# Pendulum Harmonic Tremolo - anything like Supro 1310?



## lcipher3 (Feb 8, 2022)

Go the bug for a tremolo... I don't have a harmonic trem, does the Pendulum sound anything like the Supro?


----------



## lcipher3 (Feb 9, 2022)

found a cool link with

PedalPCB Pendulum
Zepplin Labs Quaverato
BYOC Brown Face Harmonic Tremolo
1776 Effects Carindal Tremolo V2
Surfy Industries SurfyTrem






I think the pendulum sounded *awesome*!  Going to order one and give it a try.

Opinions on the mods from anyone?:

replace C50 with C100K
change volume to audio taper  and or reduce vol range


----------



## spi (Feb 9, 2022)

I build a stock one and think it sounds great.  One mod I wish I did was to slow the max rate.  I never get anywhere near the upper end of the speed range.


----------



## lcipher3 (Feb 9, 2022)

spi said:


> I build a stock one and think it sounds great.  One mod I wish I did was to slow the max rate.  I never get anywhere near the upper end of the speed range.

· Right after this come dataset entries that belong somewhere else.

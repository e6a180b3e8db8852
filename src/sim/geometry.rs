//! Beam geometry: slot spacing, slot centres, and the snap catchment zone
//!
//! Everything is recomputed from the measured beam width on demand so it
//! always reflects the current layout (resizes included).

use glam::Vec2;
use serde::{Deserialize, Serialize};

use crate::consts::*;

/// Client-space bounding box (left/top/right/bottom in px)
#[derive(Debug, Clone, Copy, PartialEq, Serialize, Deserialize)]
pub struct Rect {
    pub left: f32,
    pub top: f32,
    pub right: f32,
    pub bottom: f32,
}

impl Rect {
    pub fn new(left: f32, top: f32, width: f32, height: f32) -> Self {
        Self {
            left,
            top,
            right: left + width,
            bottom: top + height,
        }
    }

    #[inline]
    pub fn width(&self) -> f32 {
        self.right - self.left
    }

    #[inline]
    pub fn height(&self) -> f32 {
        self.bottom - self.top
    }

    #[inline]
    pub fn center_x(&self) -> f32 {
        self.left + self.width() / 2.0
    }

    pub fn center(&self) -> Vec2 {
        Vec2::new(self.center_x(), self.top + self.height() / 2.0)
    }

    /// Grow the box by independent margins (horizontal on both sides)
    pub fn expanded(&self, horizontal: f32, top: f32, bottom: f32) -> Self {
        Self {
            left: self.left - horizontal,
            top: self.top - top,
            right: self.right + horizontal,
            bottom: self.bottom + bottom,
        }
    }

    /// Inclusive containment test
    pub fn contains(&self, p: Vec2) -> bool {
        p.x >= self.left && p.x <= self.right && p.y >= self.top && p.y <= self.bottom
    }
}

/// Which side of the pivot a slot lies on
#[derive(Debug, Clone, Copy, PartialEq, Eq, Serialize, Deserialize)]
pub enum Side {
    Left,
    Center,
    Right,
}

impl Side {
    pub fn of(position: i32) -> Self {
        match position {
            p if p < 0 => Side::Left,
            p if p > 0 => Side::Right,
            _ => Side::Center,
        }
    }

    pub fn as_str(&self) -> &'static str {
        match self {
            Side::Left => "Left",
            Side::Center => "Centre",
            Side::Right => "Right",
        }
    }
}

/// Pixel distance between adjacent slots
pub fn spacing(beam_width: f32) -> f32 {
    (beam_width - 2.0 * SCALE_INSET_PX).max(0.0) / SLOT_INTERVALS
}

/// Horizontal centre of a slot, relative to the beam's left edge
pub fn slot_center_px(slot: i32, beam_width: f32) -> f32 {
    beam_width / 2.0 + slot as f32 * spacing(beam_width)
}

/// Offset of a slot from the beam centre (for `calc(50% + Npx)` placement)
pub fn slot_offset_px(slot: i32, beam_width: f32) -> f32 {
    slot as f32 * spacing(beam_width)
}

/// Region in which a released drag counts as a placement attempt.
///
/// Generous below the beam: touch drags tend to overshoot downwards.
pub fn catchment_zone(beam: &Rect) -> Rect {
    beam.expanded(CATCH_MARGIN_X, CATCH_MARGIN_TOP, CATCH_MARGIN_BOTTOM)
}

/// Nearest logical slot for a horizontal client position, clamped to the scale
pub fn nearest_slot(center_x: f32, beam: &Rect) -> i32 {
    let spacing = spacing(beam.width());
    if spacing <= 0.0 {
        return 0;
    }
    // f32::round rounds half away from zero: 2.5 -> 3, -2.5 -> -3
    let slot = ((center_x - beam.center_x()) / spacing).round();
    (slot as i32).clamp(-MAX_SLOT, MAX_SLOT)
}

/// Every slot on the scale, left to right
pub fn slots() -> impl Iterator<Item = i32> {
    -MAX_SLOT..=MAX_SLOT
}

/// A tick on the beam scale
#[derive(Debug, Clone, PartialEq, Serialize)]
pub struct ScaleMark {
    pub slot: i32,
    pub left_px: f32,
    /// Distance label, shown on even slots only
    pub label: Option<u32>,
}

pub fn scale_marks(beam_width: f32) -> Vec<ScaleMark> {
    slots()
        .map(|slot| ScaleMark {
            slot,
            left_px: slot_center_px(slot, beam_width),
            label: (slot % 2 == 0).then(|| slot.unsigned_abs()),
        })
        .collect()
}

/// Drop-zone marker positions (highlighted while a drag is active)
pub fn drop_zones(beam_width: f32) -> Vec<(i32, f32)> {
    slots()
        .map(|slot| (slot, slot_center_px(slot, beam_width)))
        .collect()
}

#[cfg(test)]
mod tests {
    use super::*;

    fn beam() -> Rect {
        // 560 px wide: usable 480, spacing 20
        Rect::new(100.0, 300.0, 560.0, 20.0)
    }

    #[test]
    fn test_spacing() {
        assert_eq!(spacing(560.0), 20.0);
        assert_eq!(spacing(80.0), 0.0);
        assert_eq!(spacing(10.0), 0.0);
    }

    #[test]
    fn test_slot_center() {
        assert_eq!(slot_center_px(0, 560.0), 280.0);
        assert_eq!(slot_center_px(-12, 560.0), 40.0);
        assert_eq!(slot_center_px(12, 560.0), 520.0);
    }

    #[test]
    fn test_nearest_slot_half_rounds_up() {
        let b = beam();
        // 2.5 slot widths right of centre
        assert_eq!(nearest_slot(b.center_x() + 50.0, &b), 3);
        assert_eq!(nearest_slot(b.center_x() - 50.0, &b), -3);
        assert_eq!(nearest_slot(b.center_x() + 49.0, &b), 2);
    }

    #[test]
    fn test_nearest_slot_clamps() {
        let b = beam();
        assert_eq!(nearest_slot(b.center_x() + 1000.0, &b), 12);
        assert_eq!(nearest_slot(b.center_x() - 1000.0, &b), -12);
    }

    #[test]
    fn test_nearest_slot_zero_spacing() {
        let b = Rect::new(0.0, 0.0, 50.0, 10.0);
        assert_eq!(nearest_slot(500.0, &b), 0);
    }

    #[test]
    fn test_catchment_zone_margins() {
        let zone = catchment_zone(&beam());
        assert_eq!(zone.left, 60.0);
        assert_eq!(zone.right, 700.0);
        assert_eq!(zone.top, 140.0);
        assert_eq!(zone.bottom, 560.0);
        assert!(zone.contains(Vec2::new(60.0, 560.0)));
        assert!(!zone.contains(Vec2::new(59.9, 400.0)));
        assert!(!zone.contains(Vec2::new(300.0, 139.0)));
    }

    #[test]
    fn test_scale_marks() {
        let marks = scale_marks(560.0);
        assert_eq!(marks.len(), 25);
        assert_eq!(marks[0].slot, -12);
        assert_eq!(marks[0].label, Some(12));
        assert_eq!(marks[1].label, None);
        assert_eq!(marks[12].left_px, 280.0);
        assert_eq!(drop_zones(560.0).len(), 25);
    }

    #[test]
    fn test_side_of() {
        assert_eq!(Side::of(-1), Side::Left);
        assert_eq!(Side::of(0), Side::Center);
        assert_eq!(Side::of(7), Side::Right);
    }
}
//! Balance physics derived from the mass registry
//!
//! A pure function of registry state, recomputed from scratch after every
//! mutation. Tilt and verdict use kg·slot moments; the answer-checking
//! moments use newtons (`|position| * value * g`).

use serde::Serialize;

use super::geometry::Side;
use super::registry::{Mass, MassId, RegistryStore};
use crate::consts::*;

/// Tri-state balance verdict
#[derive(Debug, Clone, Copy, PartialEq, Eq, Serialize)]
pub enum BalanceVerdict {
    Balanced,
    ClockwiseResultant,
    AntiClockwiseResultant,
}

impl BalanceVerdict {
    /// Classify a resultant moment; balanced is strictly `|m| < 0.1`
    pub fn from_total_moment(total: f64) -> Self {
        if total.abs() < BALANCE_THRESHOLD {
            BalanceVerdict::Balanced
        } else if total > 0.0 {
            BalanceVerdict::ClockwiseResultant
        } else {
            BalanceVerdict::AntiClockwiseResultant
        }
    }

    pub fn label(&self) -> &'static str {
        match self {
            BalanceVerdict::Balanced => "Balanced!",
            BalanceVerdict::ClockwiseResultant => "Clockwise Resultant",
            BalanceVerdict::AntiClockwiseResultant => "Anti-clockwise Resultant",
        }
    }

    /// Status element class list
    pub fn css_class(&self) -> &'static str {
        match self {
            BalanceVerdict::Balanced => "balance-status balanced",
            _ => "balance-status unbalanced",
        }
    }
}

/// Per-side pair of values
#[derive(Debug, Clone, Copy, Default, PartialEq, Serialize)]
pub struct PerSide {
    pub left: f64,
    pub right: f64,
}

impl PerSide {
    pub fn get(&self, side: Side) -> f64 {
        match side {
            Side::Left => self.left,
            Side::Right => self.right,
            Side::Center => 0.0,
        }
    }
}

/// Everything derived from the registry
#[derive(Debug, Clone, PartialEq, Serialize)]
pub struct BalanceState {
    /// Σ|position·value| per side (kg·slot)
    pub moments: PerSide,
    /// right - left
    pub total_moment: f64,
    /// Beam tilt, clamped to ±15°
    pub rotation_deg: f64,
    pub verdict: BalanceVerdict,
    /// Σ value·g per side (N)
    pub forces: PerSide,
    /// Σ |position|·force per side (N·slot), what students should enter
    pub expected_moments: PerSide,
}

impl BalanceState {
    pub fn compute(registry: &RegistryStore) -> Self {
        Self::from_masses(registry.all())
    }

    pub fn from_masses(masses: &[Mass]) -> Self {
        let mut moments = PerSide::default();
        let mut forces = PerSide::default();
        let mut expected = PerSide::default();

        for m in masses {
            let moment = m.position as f64 * m.value;
            let force = force_of(m.value);
            let contribution = m.position.unsigned_abs() as f64 * force;
            match m.side() {
                Side::Left => {
                    moments.left += moment.abs();
                    forces.left += force;
                    expected.left += contribution;
                }
                Side::Right => {
                    moments.right += moment;
                    forces.right += force;
                    expected.right += contribution;
                }
                Side::Center => {}
            }
        }

        let total_moment = moments.right - moments.left;
        Self {
            moments,
            total_moment,
            rotation_deg: total_moment.clamp(-MAX_ROTATION_DEG, MAX_ROTATION_DEG),
            verdict: BalanceVerdict::from_total_moment(total_moment),
            forces,
            expected_moments: expected,
        }
    }
}

/// Weight of a mass in newtons
#[inline]
pub fn force_of(value: f64) -> f64 {
    value * GRAVITY_N_PER_KG
}

/// Downward force arrow drawn under a mass
#[derive(Debug, Clone, PartialEq, Serialize)]
pub struct ForceArrow {
    pub mass_id: MassId,
    pub newtons: f64,
    pub shaft_px: f64,
    pub label: String,
}

impl ForceArrow {
    pub fn for_mass(mass: &Mass) -> Self {
        let newtons = force_of(mass.value);
        Self {
            mass_id: mass.id,
            newtons,
            shaft_px: (newtons * ARROW_PX_PER_NEWTON).clamp(ARROW_MIN_PX, ARROW_MAX_PX),
            label: format!("{newtons} N"),
        }
    }
}

pub fn force_arrows(registry: &RegistryStore) -> Vec<ForceArrow> {
    registry.all().iter().map(ForceArrow::for_mass).collect()
}

#[cfg(test)]
mod tests {
    use super::*;

    #[test]
    fn test_empty_is_balanced() {
        let state = BalanceState::compute(&RegistryStore::new());
        assert_eq!(state.total_moment, 0.0);
        assert_eq!(state.rotation_deg, 0.0);
        assert_eq!(state.verdict, BalanceVerdict::Balanced);
    }

    #[test]
    fn test_moments_and_forces() {
        let mut reg = RegistryStore::new();
        reg.add_at(2.0, -3); // 6 kg·slot left, 20 N
        reg.add_at(3.0, 2); // 6 kg·slot right, 30 N
        reg.add_at(5.0, 0); // centre, ignored
        let state = BalanceState::compute(&reg);
        assert_eq!(state.moments.left, 6.0);
        assert_eq!(state.moments.right, 6.0);
        assert_eq!(state.verdict, BalanceVerdict::Balanced);
        assert_eq!(state.forces.left, 20.0);
        assert_eq!(state.forces.right, 30.0);
        assert_eq!(state.expected_moments.left, 60.0);
        assert_eq!(state.expected_moments.right, 60.0);
    }

    #[test]
    fn test_rotation_clamped() {
        let mut reg = RegistryStore::new();
        reg.add_at(10.0, 12);
        let state = BalanceState::compute(&reg);
        assert_eq!(state.total_moment, 120.0);
        assert_eq!(state.rotation_deg, 15.0);
        assert_eq!(state.verdict, BalanceVerdict::ClockwiseResultant);

        reg.clear();
        reg.add_at(10.0, -12);
        let state = BalanceState::compute(&reg);
        assert_eq!(state.rotation_deg, -15.0);
        assert_eq!(state.verdict, BalanceVerdict::AntiClockwiseResultant);
    }

    #[test]
    fn test_verdict_threshold_is_strict() {
        assert_eq!(BalanceVerdict::from_total_moment(0.0999), BalanceVerdict::Balanced);
        assert_eq!(BalanceVerdict::from_total_moment(-0.0999), BalanceVerdict::Balanced);
        assert_eq!(
            BalanceVerdict::from_total_moment(0.1),
            BalanceVerdict::ClockwiseResultant
        );
        assert_eq!(
            BalanceVerdict::from_total_moment(-0.1),
            BalanceVerdict::AntiClockwiseResultant
        );
    }

    #[test]
    fn test_force_arrow_length_clamped() {
        let mut reg = RegistryStore::new();
        reg.add_at(1.0, 1); // 10 N -> 8 px -> 12
        reg.add_at(5.0, 2); // 50 N -> 40 px
        reg.add_at(10.0, 3); // 100 N -> 80 px -> 60
        let arrows = force_arrows(&reg);
        assert_eq!(arrows[0].shaft_px, 12.0);
        assert!((arrows[1].shaft_px - 40.0).abs() < 1e-9);
        assert_eq!(arrows[2].shaft_px, 60.0);
        assert_eq!(arrows[1].label, "50 N");
    }
}
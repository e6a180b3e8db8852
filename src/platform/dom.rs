//! DOM helpers
//!
//! Every lookup is optional: a page that lacks an element simply skips the
//! behaviour tied to it.

use glam::Vec2;
use wasm_bindgen::JsCast;
use wasm_bindgen::prelude::*;
use web_sys::{Document, Element, Event, EventTarget, HtmlElement, HtmlInputElement, Window};

use crate::sim::Rect;

pub fn window() -> Option<Window> {
    web_sys::window()
}

pub fn document() -> Option<Document> {
    window()?.document()
}

pub fn by_id(id: &str) -> Option<Element> {
    document()?.get_element_by_id(id)
}

pub fn html_by_id(id: &str) -> Option<HtmlElement> {
    by_id(id)?.dyn_into().ok()
}

pub fn input_by_id(id: &str) -> Option<HtmlInputElement> {
    by_id(id)?.dyn_into().ok()
}

pub fn query(selector: &str) -> Option<Element> {
    document()?.query_selector(selector).ok().flatten()
}

pub fn query_all(selector: &str) -> Vec<Element> {
    let Some(list) = document().and_then(|d| d.query_selector_all(selector).ok()) else {
        return Vec::new();
    };
    (0..list.length())
        .filter_map(|i| list.get(i))
        .filter_map(|node| node.dyn_into::<Element>().ok())
        .collect()
}

pub fn create(tag: &str, class: &str) -> Option<HtmlElement> {
    let el = document()?.create_element(tag).ok()?;
    if !class.is_empty() {
        el.set_class_name(class);
    }
    el.dyn_into().ok()
}

pub fn set_text(id: &str, text: &str) {
    if let Some(el) = by_id(id) {
        el.set_text_content(Some(text));
    }
}

pub fn set_style(el: &HtmlElement, property: &str, value: &str) {
    let _ = el.style().set_property(property, value);
}

pub fn clear_style(el: &HtmlElement, property: &str) {
    let _ = el.style().remove_property(property);
}

pub fn rect_of(el: &Element) -> Rect {
    let r = el.get_bounding_client_rect();
    Rect::new(r.left() as f32, r.top() as f32, r.width() as f32, r.height() as f32)
}

pub fn client_point(event: &web_sys::MouseEvent) -> Vec2 {
    Vec2::new(event.client_x() as f32, event.client_y() as f32)
}

/// Attach a listener for the page's lifetime
pub fn listen<F>(target: &EventTarget, event: &str, handler: F)
where
    F: FnMut(Event) + 'static,
{
    let closure = Closure::<dyn FnMut(Event)>::new(handler);
    let _ = target.add_event_listener_with_callback(event, closure.as_ref().unchecked_ref());
    closure.forget();
}

/// Run once on the next display frame
pub fn request_frame<F>(f: F)
where
    F: FnOnce(f64) + 'static,
{
    let Some(window) = window() else {
        return;
    };
    let closure = Closure::once(move |time: f64| f(time));
    let _ = window.request_animation_frame(closure.as_ref().unchecked_ref());
    closure.forget();
}

/// One-shot timer; returns the handle for `clear_timeout`
pub fn set_timeout<F>(ms: u32, f: F) -> Option<i32>
where
    F: FnOnce() + 'static,
{
    let window = window()?;
    let closure: Closure<dyn FnMut()> = Closure::once(f);
    let handle = window
        .set_timeout_with_callback_and_timeout_and_arguments_0(
            closure.as_ref().unchecked_ref(),
            ms as i32,
        )
        .ok();
    closure.forget();
    handle
}

pub fn clear_timeout(handle: i32) {
    if let Some(window) = window() {
        window.clear_timeout_with_handle(handle);
    }
}

/// Numeric data attribute (`data-value="5"`)
pub fn data_number(el: &Element, name: &str) -> Option<f64> {
    el.get_attribute(&format!("data-{name}"))?.trim().parse().ok()
}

I thought the C100K vs 50K was supposed to give you more "low speed" range - I too wouldn't care for the super fast range
Volume - not sure. The two reviews on the Pendulum seem to contradict whether the vol range is too much (high) or just right

btw - anyone know if the KE-10720 (tayda) work just as good as the GL5516  LDR?


----------



## Robert (Feb 9, 2022)

A100K for volume isn't a bad idea... You'll have more control at lower levels but the same amount of volume on tap if you decide you need it.

The resistance of the LDRs will factor in to how much gain the volume control is capable of.

I used KE-10720 for both the single and dual prototypes and it worked perfectly fine.


----------



## lcipher3 (Feb 9, 2022)

Robert said:


> A100K for volume isn't a bad idea... You'll have more control at lower levels but the same amount of volume on tap if you decide you need it.
> The resistance of the LDRs will factor in to how much gain the volume control is capable of.
> I used KE-10720 for both the single and dual prototypes and it worked perfectly fine.



Great  - I'll screen a few of the LDRs to taste. I take it you just used the 3mm tayda diffuse LED (as specified on the build doc)?  Covered or uncovered?

I looked at a lot of the harmonic tremolo projects / pcbs etc. The Pendulum looks like a great balance: not too complicated (three knobs), great smooth sounding, great board layout, *common available parts *etc. Excited to build it.


----------



## spi (Feb 9, 2022)

I used 

Photo Conductive Cell Resistor LDR 650nm RADIAL KE-10720 (taydaelectronics.com)

LED 3mm Red (taydaelectronics.com)


----------